The answer must consist only of the lines from the line with "code, along with" to the line with "packfile init ./my-model --name", both included, exactly as they stand below.
Data records below:
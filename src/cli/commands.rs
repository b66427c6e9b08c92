use clap::{Parser, Subcommand, ValueEnum};
use std::path::PathBuf;

/// Artifact manifest generator for ML project directories
#[derive(Parser, Debug)]
#[command(
    name = "packfile",
    about = "Generate artifact manifests for ML project directories",
    version,
    author,
    long_about = "packfile inspects a project directory and describes its contents as a \
                  manifest: the primary model and its parts, datasets, documentation and \
                  code, along with any license it can detect."
)]
pub struct CliArgs {
    #[command(subcommand)]
    pub command: Commands,

    #[arg(long, global = true, value_name = "LEVEL", help = "Set logging level")]
    pub log_level: Option<String>,

    #[arg(short = 'v', long, global = true, help = "Enable debug logging")]
    pub verbose: bool,

    #[arg(
        short = 'q',
        long,
        global = true,
        conflicts_with = "verbose",
        help = "Quiet mode - suppress non-error output"
    )]
    pub quiet: bool,
}

#[derive(Subcommand, Debug)]
pub enum Commands {
    #[command(
        about = "Generate a manifest for a directory",
        long_about = "Scans the top level of a directory, classifies its files and \
                      subdirectories, and writes a manifest next to them.\n\n\
                      Examples:\n  \
                      packfile init .\n  \
                      packfile init ./my-model --name sentiment --author 'Jane Doe'\n  \
                      packfile init ./my-model --format json --stdout"
    )]
    Init(InitArgs),
}

#[derive(Parser, Debug, Clone)]
pub struct InitArgs {
    #[arg(value_name = "PATH", help = "Directory to describe")]
    pub path: PathBuf,

    #[arg(long, value_name = "NAME", help = "Package name")]
    pub name: Option<String>,

    #[arg(long = "desc", value_name = "TEXT", help = "Package description")]
    pub description: Option<String>,

    #[arg(
        long = "author",
        value_name = "AUTHOR",
        help = "Package author (can be used multiple times)"
    )]
    pub authors: Vec<String>,

    #[arg(
        short = 'f',
        long,
        value_enum,
        default_value = "yaml",
        help = "Output format"
    )]
    pub format: OutputFormatArg,

    #[arg(long, help = "Print the manifest instead of writing it")]
    pub stdout: bool,

    #[arg(long, help = "Overwrite an existing manifest")]
    pub force: bool,
}

#[derive(ValueEnum, Debug, Clone, Copy, PartialEq, Eq)]
pub enum OutputFormatArg {
    Yaml,
    Json,
}

impl From<OutputFormatArg> for super::output::OutputFormat {
    fn from(arg: OutputFormatArg) -> Self {
        match arg {
            OutputFormatArg::Yaml => super::output::OutputFormat::Yaml,
            OutputFormatArg::Json => super::output::OutputFormat::Json,
        }
    }
}
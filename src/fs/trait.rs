//! FileSystem trait definition

use anyhow::Result;
use std::path::{Path, PathBuf};

/// Metadata about a file
#[derive(Debug, Clone)]
pub struct FileMetadata {
    pub size: u64,
    pub file_type: FileType,
}

/// Type of file system entry
#[derive(Debug, Clone, Copy, PartialEq, Eq)]
pub enum FileType {
    File,
    Directory,
    Symlink,
}

impl FileMetadata {
    pub fn is_file(&self) -> bool {
        self.file_type == FileType::File
    }

    pub fn is_dir(&self) -> bool {
        self.file_type == FileType::Directory
    }

    pub fn len(&self) -> u64 {
        self.size
    }

    pub fn is_empty(&self) -> bool {
        self.size == 0
    }
}

/// A directory entry returned by read_dir
#[derive(Debug, Clone)]
pub struct DirEntry {
    pub path: PathBuf,
    pub name: String,
    pub file_type: FileType,
}

impl DirEntry {
    pub fn path(&self) -> &Path {
        &self.path
    }

    pub fn file_name(&self) -> &str {
        &self.name
    }

    pub fn is_dir(&self) -> bool {
        self.file_type == FileType::Directory
    }
}

/// Read-only view of the filesystem the generator scans
///
/// Implementations make no ordering promise for `read_dir`; callers that need a
/// stable order sort the entries themselves.
pub trait FileSystem: Send + Sync {
    /// Check if a path exists
    fn exists(&self, path: &Path) -> bool;

    /// Check if path is a directory
    fn is_dir(&self, path: &Path) -> bool;

    /// Get file/directory metadata
    fn metadata(&self, path: &Path) -> Result<FileMetadata>;

    /// Read at most `max_bytes` bytes from the start of a file
    fn read_bytes(&self, path: &Path, max_bytes: usize) -> Result<Vec<u8>>;

    /// List the immediate children of a directory
    fn read_dir(&self, path: &Path) -> Result<Vec<DirEntry>>;
}
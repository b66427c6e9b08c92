//! Artifact manifest data model

pub mod schema;

pub use schema::{Code, Dataset, Docs, Manifest, Model, ModelPart, Package, MANIFEST_VERSION};

/// File names treated as an existing manifest when scanning a directory
pub const DEFAULT_MANIFEST_NAMES: &[&str] = &["Packfile", "packfile", ".packfile"];

/// Returns true if `file_name` is one of the recognised manifest file names
pub fn is_manifest_file_name(file_name: &str) -> bool {
    DEFAULT_MANIFEST_NAMES.contains(&file_name)
}
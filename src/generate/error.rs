use std::path::PathBuf;
use thiserror::Error;

/// Errors that abort manifest generation
///
/// Everything else (unreadable subdirectories, mixed directories, license
/// detection failures) is recovered from locally and only logged.
#[derive(Debug, Error)]
pub enum GenerateError {
    #[error("Path does not exist: {}", .0.display())]
    RootNotFound(PathBuf),

    #[error("Path is not a directory: {}", .0.display())]
    NotADirectory(PathBuf),

    #[error("Error reading directory {}: {message}", .path.display())]
    RootUnreadable { path: PathBuf, message: String },

    #[error("Failed to add model to manifest: failed to process file {}: {message}", .path.display())]
    ModelStat { path: PathBuf, message: String },

    #[error("Failed to add model to manifest: no model candidates")]
    EmptyModelCandidates,
}
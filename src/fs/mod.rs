//! Filesystem capability used by manifest generation

mod mock;
mod real;
mod r#trait;

pub use mock::MockFileSystem;
pub use r#trait::{DirEntry, FileMetadata, FileSystem, FileType};
pub use real::RealFileSystem;
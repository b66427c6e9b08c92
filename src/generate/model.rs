//! Election of the primary model file among candidates
//!
//! Two layouts are common: one large model file next to small adapters or
//! configs, and one model sharded into similarly sized chunks. A file is only
//! elected by size when it is clearly larger than the rest; otherwise the
//! first candidate in discovery order is primary.

use super::error::GenerateError;
use crate::fs::FileSystem;
use crate::manifest::{Model, ModelPart};
use std::path::Path;
use tracing::debug;

/// Builds the model section from candidate paths relative to `root`
pub fn assemble_model(
    fs: &dyn FileSystem,
    root: &Path,
    candidates: &[String],
) -> Result<Model, GenerateError> {
    let primary_index = match candidates.len() {
        0 => return Err(GenerateError::EmptyModelCandidates),
        1 => 0,
        _ => elect_by_size(fs, root, candidates)?,
    };

    let primary = &candidates[primary_index];
    let parts = candidates
        .iter()
        .enumerate()
        .filter(|(index, _)| *index != primary_index)
        .map(|(_, path)| ModelPart::new(path.clone()))
        .collect();

    Ok(Model {
        name: display_name(primary),
        path: primary.clone(),
        license: None,
        parts,
    })
}

/// Index of the primary candidate
///
/// The largest file wins only if it exceeds 1.5x the mean size. Ties between
/// equally large files go to the first one encountered.
fn elect_by_size(
    fs: &dyn FileSystem,
    root: &Path,
    candidates: &[String],
) -> Result<usize, GenerateError> {
    let mut largest_index = 0;
    let mut largest_size = 0u64;
    let mut total_size = 0u64;

    for (index, candidate) in candidates.iter().enumerate() {
        let path = root.join(candidate);
        let size = fs
            .metadata(&path)
            .map_err(|err| GenerateError::ModelStat {
                path: path.clone(),
                message: format!("{:#}", err),
            })?
            .len();
        if size > largest_size {
            largest_size = size;
            largest_index = index;
        }
        total_size = total_size.saturating_add(size);
    }

    // Integer division; at most a byte of drift
    let average_size = total_size / candidates.len() as u64;
    let threshold = average_size + average_size / 2;

    if largest_size > threshold {
        debug!(
            primary = %candidates[largest_index],
            largest_size,
            average_size,
            "Largest candidate dominates; using it as the model"
        );
        Ok(largest_index)
    } else {
        debug!(
            primary = %candidates[0],
            largest_size,
            average_size,
            "No dominant candidate; using the first as the model"
        );
        Ok(0)
    }
}

/// File name of `path` with its final extension removed
fn display_name(path: &str) -> String {
    Path::new(path)
        .file_stem()
        .map(|stem| stem.to_string_lossy().into_owned())
        .unwrap_or_else(|| path.to_string())
}
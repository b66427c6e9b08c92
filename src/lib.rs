//! packfile - artifact manifests for ML project directories
//!
//! Given a project directory, packfile produces a manifest describing what it
//! contains: the primary model and its parts, datasets, documentation and code,
//! plus the license when one can be detected from a license file.
//!
//! # Example Usage
//!
//! ```no_run
//! use packfile::{ManifestGenerator, Package};
//! use std::path::Path;
//!
//! let generator = ManifestGenerator::new();
//! let package = Package {
//!     name: Some("sentiment".to_string()),
//!     ..Default::default()
//! };
//!
//! let manifest = generator.generate(Path::new("./my-model"), Some(package))?;
//! println!("{}", manifest.to_yaml()?);
//! # Ok::<(), Box<dyn std::error::Error>>(())
//! ```
//!
//! # Project Structure
//!
//! - [`generate`]: classification, model election and manifest assembly
//! - [`manifest`]: the manifest schema and its serialization
//! - [`license`]: license file classification
//! - [`fs`]: filesystem abstraction with real and in-memory implementations

pub mod cli;
pub mod config;
pub mod fs;
pub mod generate;
pub mod license;
pub mod manifest;
pub mod util;

pub use config::{ConfigError, PackfileConfig};
pub use fs::{FileSystem, MockFileSystem, RealFileSystem};
pub use generate::{Category, GenerateError, GeneratorConfig, ManifestGenerator};
pub use license::{LicenseClassifier, LicenseError, PhraseLicenseClassifier};
pub use manifest::{Code, Dataset, Docs, Manifest, Model, ModelPart, Package};
pub use util::{init_default, init_from_env, init_logging, LoggingConfig};

/// Library version
pub const VERSION: &str = env!("CARGO_PKG_VERSION");

/// Library name
pub const NAME: &str = env!("CARGO_PKG_NAME");
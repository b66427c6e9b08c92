use packfile::cli::commands::{CliArgs, Commands, InitArgs};
use packfile::cli::output::{OutputFormat, OutputFormatter};
use packfile::util::logging::{init_logging, parse_level, LoggingConfig};
use packfile::{ManifestGenerator, Package, PackfileConfig, NAME, VERSION};

use anyhow::{bail, Context, Result};
use clap::Parser;
use std::fs;
use std::io::{self, Write};
use std::path::PathBuf;
use std::process;
use tracing::{debug, error, info, Level};

fn main() {
    let args = CliArgs::parse();
    init_logging_from_args(&args);

    debug!("{} v{} starting", NAME, VERSION);
    debug!("Arguments: {:?}", args);

    let exit_code = match &args.command {
        Commands::Init(init_args) => handle_init(init_args),
    };

    process::exit(exit_code);
}

fn init_logging_from_args(args: &CliArgs) {
    let mut config = LoggingConfig::from_env();

    if let Some(level_str) = &args.log_level {
        config.level = parse_level(level_str);
    } else if args.verbose {
        config.level = Level::DEBUG;
    } else if args.quiet {
        config.level = Level::ERROR;
    }

    init_logging(config);
}

fn handle_init(args: &InitArgs) -> i32 {
    match run_init(args) {
        Ok(()) => 0,
        Err(e) => {
            error!("{:#}", e);
            1
        }
    }
}

fn run_init(args: &InitArgs) -> Result<()> {
    let config = PackfileConfig::from_env().context("Failed to load configuration")?;
    config.validate().context("Invalid configuration")?;
    debug!("Configuration loaded:\n{}", config);

    let root: PathBuf = args
        .path
        .canonicalize()
        .with_context(|| format!("Failed to resolve path {}", args.path.display()))?;
    debug!("Generating manifest for {}", root.display());

    let format: OutputFormat = args.format.into();
    let target = root.join(format.file_name(&config.manifest_name));
    if !args.stdout && target.exists() && !args.force {
        bail!(
            "Manifest already exists at {}; use --force to overwrite",
            target.display()
        );
    }

    let package = Package {
        name: args.name.clone(),
        description: args.description.clone(),
        authors: args.authors.clone(),
        license: None,
    };

    let generator = ManifestGenerator::new().with_config(config.generator_config());
    let manifest = generator
        .generate(&root, Some(package))
        .context("Failed to generate manifest")?;

    let rendered = OutputFormatter::new(format).format(&manifest)?;

    if args.stdout {
        io::stdout()
            .write_all(rendered.as_bytes())
            .context("Failed to write manifest to stdout")?;
        return Ok(());
    }

    info!("Generated manifest:\n{}", rendered);
    fs::write(&target, rendered)
        .with_context(|| format!("Failed to write manifest to {}", target.display()))?;
    info!("Manifest saved to {}", target.display());

    Ok(())
}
End of Data records.
▶ _Exercise result_
                  code, along with any license it can detect."
)]
pub struct CliArgs {
    #[command(subcommand)]
    pub command: Commands,

    #[arg(long, global = true, value_name = "LEVEL", help = "Set logging level")]
    pub log_level: Option<String>,

    #[arg(short = 'v', long, global = true, help = "Enable debug logging")]
    pub verbose: bool,

    #[arg(
        short = 'q',
        long,
        global = true,
        conflicts_with = "verbose",
        help = "Quiet mode - suppress non-error output"
    )]
    pub quiet: bool,
}

#[derive(Subcommand, Debug)]
pub enum Commands {
    #[command(
        about = "Generate a manifest for a directory",
        long_about = "Scans the top level of a directory, classifies its files and \
                      subdirectories, and writes a manifest next to them.\n\n\
                      Examples:\n  \
                      packfile init .\n  \
                      packfile init ./my-model --name sentiment --author 'Jane Doe'\n  \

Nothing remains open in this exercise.